Pensions: Easy to Promise, Hard to Fund

For most people, pensions are a boring subject. It’s a long-term problem – complicated, seemingly beyond the understanding even of the financially sophisticated, and beyond anything we can do about it. We think. Until it hits us personally. When it’s too late to deal with.

Few are willing to face up to the problem. And it’s a big one. The brutal truth is that no society, even the most responsible ones, are accumulating enough to provide for when we retire, and what we’ve been promised.

A report from an international body of experts (the Group of 30) published last month estimates that pension funds of the world’s top economies have deficits that totalled $1.1 trillion in 2017. Without radical changes, by 2050 the shortfall will explode to $15.8 trillion. And that’s using optimistic assumptions about economic growth, incomes and returns on investments.

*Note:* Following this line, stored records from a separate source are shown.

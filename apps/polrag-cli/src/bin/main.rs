use std::env;

use anyhow::{anyhow, Context};
use polrag_core::RetrievalRequest;
use polrag_hybrid::RetrievalContext;
use tracing_subscriber::EnvFilter;

/// Exit codes: 1 for usage or configuration errors, 2 when a backing store
/// is unreachable.
const USAGE: &str = "Usage: polrag query \"<text>\" [--limit N] [--region R] [--content-type T] [--source S] [--general]\n       polrag health";

fn parse_args() -> (String, Vec<String>) {
    let mut args: Vec<String> = env::args().skip(1).collect();
    if args.is_empty() { eprintln!("{USAGE}"); std::process::exit(1); }
    let cmd = args.remove(0);
    (cmd, args)
}

fn parse_query(args: &[String], default_limit: usize) -> anyhow::Result<RetrievalRequest> {
    let mut iter = args.iter();
    let query = iter.next().ok_or_else(|| anyhow!("missing query text\n{USAGE}"))?;
    let mut request = RetrievalRequest::new(query.as_str()).limit(default_limit as i64);
    while let Some(flag) = iter.next() {
        if flag == "--general" { request = request.prefer_specific(false); continue; }
        let value = iter.next().ok_or_else(|| anyhow!("{flag} needs a value"))?;
        request = match flag.as_str() {
            "--limit" => request.limit(value.parse().with_context(|| format!("bad --limit {value:?}"))?),
            "--region" => request.region(value.as_str()),
            "--content-type" => request.content_type(value.as_str()),
            "--source" => request.policy_source(value.as_str()),
            other => return Err(anyhow!("unknown flag {other}\n{USAGE}")),
        };
    }
    Ok(request)
}

fn main() -> anyhow::Result<()> {
    tracing_subscriber::fmt().with_env_filter(EnvFilter::from_default_env()).with_writer(std::io::stderr).init();
    let (cmd, args) = parse_args();
    match cmd.as_str() {
        "query" => {
            let ctx = RetrievalContext::load()?;
            let request = parse_query(&args, ctx.settings().retrieval.default_limit)?;
            let results = match ctx.retrieve(&request) {
                Ok(results) => results,
                Err(e) if e.is_unavailable() => {
                    eprintln!("{e}");
                    std::process::exit(2);
                }
                Err(e) => return Err(e.into()),
            };
            if results.is_empty() { tracing::info!(query = %request.query, "no supporting passages"); }
            println!("{}", serde_json::to_string_pretty(&results)?);
        }
        "health" => {
            let ctx = RetrievalContext::load()?;
            let report = ctx.health();
            println!("{}", serde_json::to_string_pretty(&report)?);
            if !report.is_healthy() { std::process::exit(2); }
        }
        _ => { eprintln!("Unknown command: {cmd}\n{USAGE}"); std::process::exit(1); }
    }
    Ok(())
}
use std::cmp::Ordering;

use polrag_core::RetrievalResult;

/// Additive boost for leaf sections, applied before the final sort.
///
/// The boost is bounded: a leaf beats a general section within `boost` of its
/// score, but not one further ahead. Equal keys keep their incoming order.
#[derive(Debug, Clone, Copy)]
pub struct HierarchyReranker {
    boost: f64,
}

impl HierarchyReranker {
    pub fn new(boost: f64) -> Self { Self { boost } }

    pub fn rerank_key(&self, result: &RetrievalResult, prefer_specific: bool) -> f64 {
        if prefer_specific && result.policy_section_level.is_leaf() { result.score + self.boost } else { result.score }
    }

    /// Stable descending sort by rerank key. `score` fields are not modified.
    pub fn rerank(&self, mut results: Vec<RetrievalResult>, prefer_specific: bool) -> Vec<RetrievalResult> {
        results.sort_by(|a, b| self.compare(a, b, prefer_specific));
        results
    }

    fn compare(&self, a: &RetrievalResult, b: &RetrievalResult, prefer_specific: bool) -> Ordering {
        self.rerank_key(b, prefer_specific).total_cmp(&self.rerank_key(a, prefer_specific))
    }
}

impl Default for HierarchyReranker {
    fn default() -> Self { Self::new(0.1) }
}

Pensions funding has become a sea of red, an ocean of promises that, longer-term, can never be met.

And it’s started to smash into our faces. The best-managed funds in the world, those of the Netherlands, facing the need to cut the pensions of two million retirees, are being forced to weaken their tough regulatory standards. The governor of Illinois, the US state with the worst shortfall in its retirement fund, has been forced by political backlash to retreat from pension reform. Pensions have become a major issue in countries such as Russia, Japan and Brazil. In some, such as Chile, there are even riots triggered by pension reforms, or lack of them. In Britain lecturers at universities have been on strike protesting a rise in deductions from 8 to 9.6 per cent of their salaries to plug a hole of £6.6 billion in their pension scheme, the nation’s biggest.

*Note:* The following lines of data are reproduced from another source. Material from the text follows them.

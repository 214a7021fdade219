use candle_core::Device;

pub fn select_device() -> Device {
    #[cfg(feature = "metal")]
    {
        if let Ok(dev) = Device::new_metal(0) { tracing::info!("embedding device: metal"); return dev; }
    }
    tracing::info!("embedding device: cpu");
    Device::Cpu
}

The evolving global pensions crisis has several causes…

► The burden of retirees is growing both in numbers and as proportions of populations.  Thanks to medical advances, better nutrition and healthier lifestyles, more people are staying alive for longer. The average number of years spent in retirement is growing. And many retire at an earlier age. In America the average period spent in retirement has risen from 13 years in the 1960s to 20 today. 

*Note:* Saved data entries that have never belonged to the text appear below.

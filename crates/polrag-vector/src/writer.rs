use anyhow::{anyhow, Result};
use arrow_array::{ArrayRef, FixedSizeListArray, RecordBatch, RecordBatchIterator, StringArray};
use indicatif::{ProgressBar, ProgressStyle};
use lancedb::Connection;
use std::sync::Arc;

use polrag_core::PolicyChunk;

use crate::schema::{build_arrow_schema, VECTOR_DIM};
use crate::table::{open_db, table_exists};

const BATCH_SIZE: usize = 1000;

/// Writes chunk vectors keyed by chunk id, with a metadata snapshot.
///
/// Used to lay down fixtures; bulk ingestion lives outside this workspace.
pub struct VectorIndexWriter { pub(crate) db: Connection, pub(crate) table_name: String }

impl VectorIndexWriter {
    pub async fn new(uri: &str, table_name: &str) -> Result<Self> {
        let db = open_db(uri).await?;
        Ok(Self { db, table_name: table_name.to_string() })
    }

    pub async fn index(&self, chunks: &[PolicyChunk], embeddings: &[Vec<f32>]) -> Result<usize> {
        if chunks.is_empty() { tracing::debug!("no chunks to index"); return Ok(0); }
        if chunks.len() != embeddings.len() {
            return Err(anyhow!("chunks and embeddings length differ: {} vs {}", chunks.len(), embeddings.len()));
        }
        if let Some(bad) = embeddings.iter().find(|e| e.len() != VECTOR_DIM as usize) {
            return Err(anyhow!("embedding has {} dims, expected {}", bad.len(), VECTOR_DIM));
        }
        tracing::info!(chunks = chunks.len(), table = %self.table_name, "indexing vectors");
        let pb = ProgressBar::new(chunks.len() as u64);
        let style = ProgressStyle::default_bar().template("{spinner:.green} [{elapsed_precise}] [{bar:40.cyan/blue}] {pos}/{len} chunks ({percent}%)")?;
        pb.set_style(style.progress_chars("#>-"));
        let mut written = 0usize;
        for (chunk_batch, emb_batch) in chunks.chunks(BATCH_SIZE).zip(embeddings.chunks(BATCH_SIZE)) {
            self.insert_batch(chunk_batch, emb_batch).await?;
            written += chunk_batch.len();
            pb.set_position(written as u64);
        }
        pb.finish_and_clear();
        Ok(written)
    }

    async fn insert_batch(&self, chunks: &[PolicyChunk], embeddings: &[Vec<f32>]) -> Result<()> {
        let record_batch = to_record_batch(chunks, embeddings)?;
        let schema = record_batch.schema();
        let reader = Box::new(RecordBatchIterator::new(vec![Ok(record_batch)].into_iter(), schema));
        if table_exists(&self.db, &self.table_name).await? {
            self.db.open_table(&self.table_name).execute().await?.add(reader).execute().await?;
        } else {
            self.db.create_table(&self.table_name, reader).execute().await?;
        }
        Ok(())
    }
}

fn to_record_batch(chunks: &[PolicyChunk], embeddings: &[Vec<f32>]) -> Result<RecordBatch> {
    let column = |f: fn(&PolicyChunk) -> String| -> ArrayRef { Arc::new(StringArray::from(chunks.iter().map(f).collect::<Vec<_>>())) };
    let vectors = embeddings.iter().map(|v| Some(v.iter().map(|&x| Some(x)).collect::<Vec<_>>()));
    let columns: Vec<ArrayRef> = vec![
        column(|c| c.id.clone()),
        column(|c| c.doc_id.clone()),
        column(|c| c.policy_section.clone()),
        column(|c| c.policy_path.clone()),
        column(|c| c.section_level.as_str().to_string()),
        column(|c| c.policy_source.as_str().to_string()),
        column(|c| c.region.as_str().to_string()),
        column(|c| c.content_type.as_str().to_string()),
        Arc::new(FixedSizeListArray::from_iter_primitive::<arrow_array::types::Float32Type, _, _>(vectors, VECTOR_DIM)),
    ];
    let record_batch = RecordBatch::try_new(build_arrow_schema(), columns)?;
    Ok(record_batch)
}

proper accounting, the full costs of those promises do not become clear for decades, by which time the politicians and bosses are long gone.”

► Lower investment returns threaten to devastate pension funds. In 1980 American retirement funds could earn interest on ten-year Treasury bonds, for example, at almost 16 per cent; now they’ll only get about 1.8 per cent.

The models that fund managers use for their planning typically assume an unrealistically high rate of annual return such as 7 per cent. With interest rates close to zero, capital gains are needed to close the gap. To achieve those means taking on much more risk – a dangerous strategy for funds that, by the very nature of their liabilities to present and future pensioners, need to avoid risk.

► A new problem is the emergence of negative interest rates, a consequence of central banks’ policies of keeping them ultra-low and buying the safest government and corporate bonds to force down their yields to stimulate economic growth. It means that funds that must invest continually (incoming contributions and proceeds of maturing securities) are being forced to buy some assets that will yield no income at all.

Another problem is that the lower interest rates go, the greater the damage to pension funds. To calculate the current value of assets and liabilities, funds have to discount them. Typically this is done using yields on bonds whose lives match those of the fund’s assets and liabilities. Ros Altmann, a former UK pensions minister, says a one percentage point fall in long-term interest rates increases the liabilities of a typical pension scheme by around 20 per cent, but the value of its assets only by about 10 per cent.

If actuarial analysis reveals that a fund is not likely to be able to meet its current and future liabilities to pay pensions, there are three ways to fix the problem – increase investment returns, cut pensions (both those already being paid, and the level of future payments), and raise the contributions being levied from or on behalf of those who haven’t yet retired.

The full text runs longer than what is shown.